- TASK TO CARRY OUT: Report, from the records below, every line where the word "impl" appears.

- EXERCISE INPUT:
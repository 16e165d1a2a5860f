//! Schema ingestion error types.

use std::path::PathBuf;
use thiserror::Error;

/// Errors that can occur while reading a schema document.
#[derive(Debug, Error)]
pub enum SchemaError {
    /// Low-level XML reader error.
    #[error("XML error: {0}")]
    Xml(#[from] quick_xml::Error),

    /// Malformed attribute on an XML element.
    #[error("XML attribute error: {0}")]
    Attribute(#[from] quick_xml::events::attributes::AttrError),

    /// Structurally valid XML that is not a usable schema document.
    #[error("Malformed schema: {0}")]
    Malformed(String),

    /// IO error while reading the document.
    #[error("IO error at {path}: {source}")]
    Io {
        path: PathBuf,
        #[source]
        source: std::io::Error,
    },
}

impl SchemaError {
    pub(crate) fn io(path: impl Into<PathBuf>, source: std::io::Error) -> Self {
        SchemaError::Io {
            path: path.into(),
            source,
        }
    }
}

- FINISHED EXERCISE:
impl SchemaError {
    pub(crate) fn io(path: impl Into<PathBuf>, source: std::io::Error) -> Self {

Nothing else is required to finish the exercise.